Я думал об этом, а Нега плакала, чуть отвернувшись от стола и собирая слезы кончиком платка, как это умеют делать только наши деревенские женщины.
И вдруг жалость, не сравнимая ни с какой рассудительностью об уважении и величии Человека, защемила мне сердце, и я почувствовал, что тоже могу заплакать. И как ни странно, от этой человеческой жалости стало мне легче, что, дескать, я понимаю, жалею ее и готов разделить слезами, по крайней мере, ее печаль. И еще сознание того, что не утратил этого вот чувства и, может быть, один среди эгоизма и черствости друг к другу так вот чисто могу жалеть далекого человека, согрело меня. И кажется, те самые нужные слова родились в душе, и я понимал, что от них станет легче Неге.
— Не надо плакать, — как можно ласковей сказал я и даже потянулся к ее руке.
— Да как же не плакать-то?! Как не плакать-то! Коровок жалко…
— Почему коровок? — немало удивился я.
— Вторые сутки пошли, как не доены. Я ног лишилась, днем и ночью по тайге металась, кликала. Вернулась в деревню, а их все нет. Четверта дойка подходит, а их нет. Как же не жалеть? Жалко-о-о…
Не знаю, было ли когда-нибудь так стыдно мне, как в тот момент, когда я, готовый пожалеть ее, вдруг услышал причину горя. Не себя, коровок жалела она, как можно жалеть только родное дитя, кровного, близкого тебе человека. «Коровок жалко!»
— Пастух наш, бесстыжие его глаза, угнал стадо в тайгу, потерял, напившись до гыка. Лошадь самого к вечеру приволокла в деревню, по сю минуту пьян. Мы на вечернюю дойку приплыли — нет стада. Заладились искать. Бабы по теми вернулись, а я до солнышка по тайге металась. На утро в деревню — нет коров. Собрала наших доярок, скотниц, Иннокентия Кирьяныча — завотделением — и снова в тайгу. Перед вашим приходом возвернулась, сейчас заново побегу. Жалко ведь коровок-то, горит у них молочко. Не ровен час — захворают.
Я высказал предположение, что коровы сами должны выйти.
— Оно конечно, выйдут. Да когда? Может, их зверь застращал, ушли далеко. Четверта дойка подходит. Вы уж извиняйте, побегу я, нет мне покою.
— Я с вами, Нега Власьевна.
— Заблукаете один-то. А вдвоем рядом нет никакой пользы бродни трепать.

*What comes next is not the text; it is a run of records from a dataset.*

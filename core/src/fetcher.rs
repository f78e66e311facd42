use alloc::collections::BTreeSet;
use alloc::vec::Vec;
use jeopardy_protocol::CategoryId;

use crate::*;

/// Picks categories from a [`TriviaSource`] and turns them into board columns.
#[derive(Debug)]
pub struct CategoryFetcher<'a, S> {
    source: &'a S,
    config: &'a BoardConfig,
}

impl<'a, S: TriviaSource> CategoryFetcher<'a, S> {
    pub fn new(source: &'a S, config: &'a BoardConfig) -> Self {
        Self { source, config }
    }

    /// Samples random offsets until `count` distinct categories with enough clues are found.
    ///
    /// Every summary request counts as one attempt, accepted or not, and the search stops with
    /// [`TriviaError::ExhaustedRetries`] once `max_category_attempts` is used up.
    pub async fn random_category_ids(
        &self,
        sampler: &mut Sampler,
        count: usize,
    ) -> Result<Vec<CategoryId>> {
        let required = self.config.clues_per_category;
        let max_offset = i64::from(self.config.category_pool_size) - 1;
        let mut accepted = Vec::with_capacity(count);
        let mut seen = BTreeSet::new();
        let mut attempts = 0;

        while accepted.len() < count {
            if attempts >= self.config.max_category_attempts {
                log::warn!(
                    "stopped after {} attempts, found {} of {} categories",
                    attempts,
                    accepted.len(),
                    count
                );
                return Err(TriviaError::ExhaustedRetries {
                    attempts,
                    accepted: accepted.len(),
                    required: count,
                });
            }
            attempts += 1;

            let offset = sampler.random_int(max_offset)? as u32;
            let Some(summary) = self.source.category_at(offset).await? else {
                log::trace!("offset {}: no category", offset);
                continue;
            };

            if (summary.clues_count as usize) < required {
                log::trace!(
                    "offset {}: category {} has only {} clues",
                    offset,
                    summary.id,
                    summary.clues_count
                );
            } else if !seen.insert(summary.id) {
                log::trace!("offset {}: category {} already picked", offset, summary.id);
            } else {
                log::debug!("picked category {} ({:?})", summary.id, summary.title);
                accepted.push(summary.id);
            }
        }

        log::debug!("picked {} categories in {} attempts", count, attempts);
        Ok(accepted)
    }

    /// Fetches one category and draws `clues_per_category` distinct clues from it.
    pub async fn category(&self, sampler: &mut Sampler, id: CategoryId) -> Result<Category> {
        let detail = self.source.category(id).await?;
        let required = self.config.clues_per_category;
        let available = detail.clues.len();

        if available < required {
            return Err(TriviaError::DataShortfall {
                category_id: id,
                required,
                available,
            });
        }

        let picks = sampler.random_unique_ints(required, available as i64 - 1)?;
        let clues = picks
            .into_iter()
            .map(|index| Clue::from(&detail.clues[index as usize]))
            .collect();

        Ok(Category {
            id: detail.id,
            title: detail.title,
            clues,
        })
    }
}

/// Builds a fresh board: picks the categories, then fetches them one at a time.
///
/// Any failure aborts the whole build.
pub async fn build_board<S: TriviaSource>(
    source: &S,
    sampler: &mut Sampler,
    config: &BoardConfig,
) -> Result<Board> {
    config.validate()?;
    log::info!(
        "building {}x{} board",
        config.categories,
        config.clues_per_category
    );

    let fetcher = CategoryFetcher::new(source, config);
    let ids = fetcher
        .random_category_ids(sampler, config.categories)
        .await?;

    let mut categories = Vec::with_capacity(ids.len());
    for id in ids {
        let category = fetcher.category(sampler, id).await?;
        log::debug!("loaded category {} ({:?})", category.id, category.title);
        categories.push(category);
    }

    Board::new(categories)
}
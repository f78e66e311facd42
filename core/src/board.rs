use alloc::string::String;
use alloc::vec::Vec;
use core::ops::Index;
use jeopardy_protocol::{CategoryId, ClueRecord};
use serde::{Deserialize, Serialize};

use crate::*;

/// How much of a clue has been shown.
#[derive(Copy, Clone, Debug, Default, PartialEq, Eq, Serialize, Deserialize)]
pub enum RevealState {
    #[default]
    Hidden,
    Question,
    Answer,
}

impl RevealState {
    pub const fn is_answered(self) -> bool {
        matches!(self, Self::Answer)
    }
}

#[derive(Copy, Clone, Debug, PartialEq, Eq)]
pub enum RevealOutcome {
    NoChange,
    ShowedQuestion,
    ShowedAnswer,
}

impl RevealOutcome {
    pub const fn has_update(self) -> bool {
        use RevealOutcome::*;
        match self {
            NoChange => false,
            ShowedQuestion => true,
            ShowedAnswer => true,
        }
    }
}

#[derive(Clone, Debug, PartialEq, Eq, Serialize, Deserialize)]
pub struct Clue {
    pub question: String,
    pub answer: String,
    reveal_state: RevealState,
}

impl Clue {
    pub fn new(question: impl Into<String>, answer: impl Into<String>) -> Self {
        Self {
            question: question.into(),
            answer: answer.into(),
            reveal_state: RevealState::Hidden,
        }
    }

    pub fn reveal_state(&self) -> RevealState {
        self.reveal_state
    }

    /// Text currently shown for this clue, `None` while hidden.
    pub fn shown_text(&self) -> Option<&str> {
        match self.reveal_state {
            RevealState::Hidden => None,
            RevealState::Question => Some(&self.question),
            RevealState::Answer => Some(&self.answer),
        }
    }

    /// Advances `Hidden -> Question -> Answer`. `Answer` is terminal.
    pub fn reveal(&mut self) -> RevealOutcome {
        use RevealState::*;
        match self.reveal_state {
            Hidden => {
                self.reveal_state = Question;
                RevealOutcome::ShowedQuestion
            }
            Question => {
                self.reveal_state = Answer;
                RevealOutcome::ShowedAnswer
            }
            Answer => RevealOutcome::NoChange,
        }
    }
}

impl From<&ClueRecord> for Clue {
    fn from(record: &ClueRecord) -> Self {
        Self::new(record.question.clone(), record.answer.clone())
    }
}

#[derive(Clone, Debug, PartialEq, Eq, Serialize, Deserialize)]
pub struct Category {
    pub id: CategoryId,
    pub title: String,
    pub clues: Vec<Clue>,
}

/// Position of a clue cell: `row` picks the clue, `column` picks the category.
#[derive(Copy, Clone, Debug, PartialEq, Eq, PartialOrd, Ord, Hash, Serialize, Deserialize)]
pub struct CellKey {
    pub row: usize,
    pub column: usize,
}

impl CellKey {
    pub const fn new(row: usize, column: usize) -> Self {
        Self { row, column }
    }
}

/// Categories in column order, each holding the same number of clues.
#[derive(Clone, Debug, Default, PartialEq, Eq, Serialize, Deserialize)]
pub struct Board {
    categories: Vec<Category>,
}

impl Board {
    /// Checks the shape invariants: at least one category, equal clue counts, no repeated ids.
    pub fn new(categories: Vec<Category>) -> Result<Self> {
        let rows = categories.first().map_or(0, |category| category.clues.len());
        if rows == 0 {
            return Err(TriviaError::InvalidArgument("a board needs at least one clue"));
        }
        if categories.iter().any(|category| category.clues.len() != rows) {
            return Err(TriviaError::InvalidArgument(
                "every category needs the same number of clues",
            ));
        }
        for (i, category) in categories.iter().enumerate() {
            if categories[..i].iter().any(|other| other.id == category.id) {
                return Err(TriviaError::InvalidArgument("duplicate category on board"));
            }
        }
        Ok(Self { categories })
    }

    pub fn categories(&self) -> &[Category] {
        &self.categories
    }

    /// Number of categories.
    pub fn columns(&self) -> usize {
        self.categories.len()
    }

    /// Number of clues per category.
    pub fn rows(&self) -> usize {
        self.categories
            .first()
            .map_or(0, |category| category.clues.len())
    }

    pub fn validate_key(&self, key: CellKey) -> Result<CellKey> {
        if key.row < self.rows() && key.column < self.columns() {
            Ok(key)
        } else {
            Err(TriviaError::InvalidCell {
                row: key.row,
                column: key.column,
            })
        }
    }

    pub fn reveal(&mut self, key: CellKey) -> Result<RevealOutcome> {
        let key = self.validate_key(key)?;
        let outcome = self.categories[key.column].clues[key.row].reveal();
        log::trace!("reveal {:?}: {:?}", key, outcome);
        Ok(outcome)
    }

    pub fn answered_count(&self) -> usize {
        self.categories
            .iter()
            .flat_map(|category| &category.clues)
            .filter(|clue| clue.reveal_state().is_answered())
            .count()
    }

    pub fn is_complete(&self) -> bool {
        self.answered_count() == self.rows() * self.columns()
    }
}

impl Index<CellKey> for Board {
    type Output = Clue;

    fn index(&self, key: CellKey) -> &Self::Output {
        &self.categories[key.column].clues[key.row]
    }
}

Отдыхайте, в горнице я постель постелила, а ежли жарко — лягте на полу, перинку с постели снимите и лягте.
Она было уже подалась к дверям, но замерла, приложила руку к сердцу, чуть откинув настороженно голову, и вдруг охнула:
— Пришли, пришли. Слышите, плачут?
Она так и сказала — плачут. Где-то под яром тягуче и жалобно мычали коровы. И, слушая их, я вдруг вспомнил, как мычали коровы на дорогах сорок первого года, как шли они некормленые и недоеные, заглушая своим ревом людское горе. Страшно услышать, как плачет доброе, мирное животное, увидеть, как катятся по теплым коровьим мордам слезы.
Нега убежала. И через несколько минут до меня донеслось уже совсем другое мычанье. В нем звучала надежда и, честное слово, радость. На миг я представил, как коровы тычутся мокрыми губами в ее тяжелые руки. И каждой из них она закладывает за мягкую губу сладкий мякишек печеного хлеба. Я и не заметил, когда прихватила Нега со столешницы каравай.
А потом я сидел на диване, отвалившись спиной на жесткую спинку, и считал грамоты, развешанные в красном углу. Их было ровно сорок три, столько же, сколько лет моей хозяйке.
Я стучался в маленький, аккуратно срубленный подле школы дом. Дверь была закрыта изнутри, но на стук никто не откликался. Я обошел вокруг. Четыре окна без наличников и ставенок наглухо закрыты газетами. Снова вернулся на крыльцо и снова постучал в дверь.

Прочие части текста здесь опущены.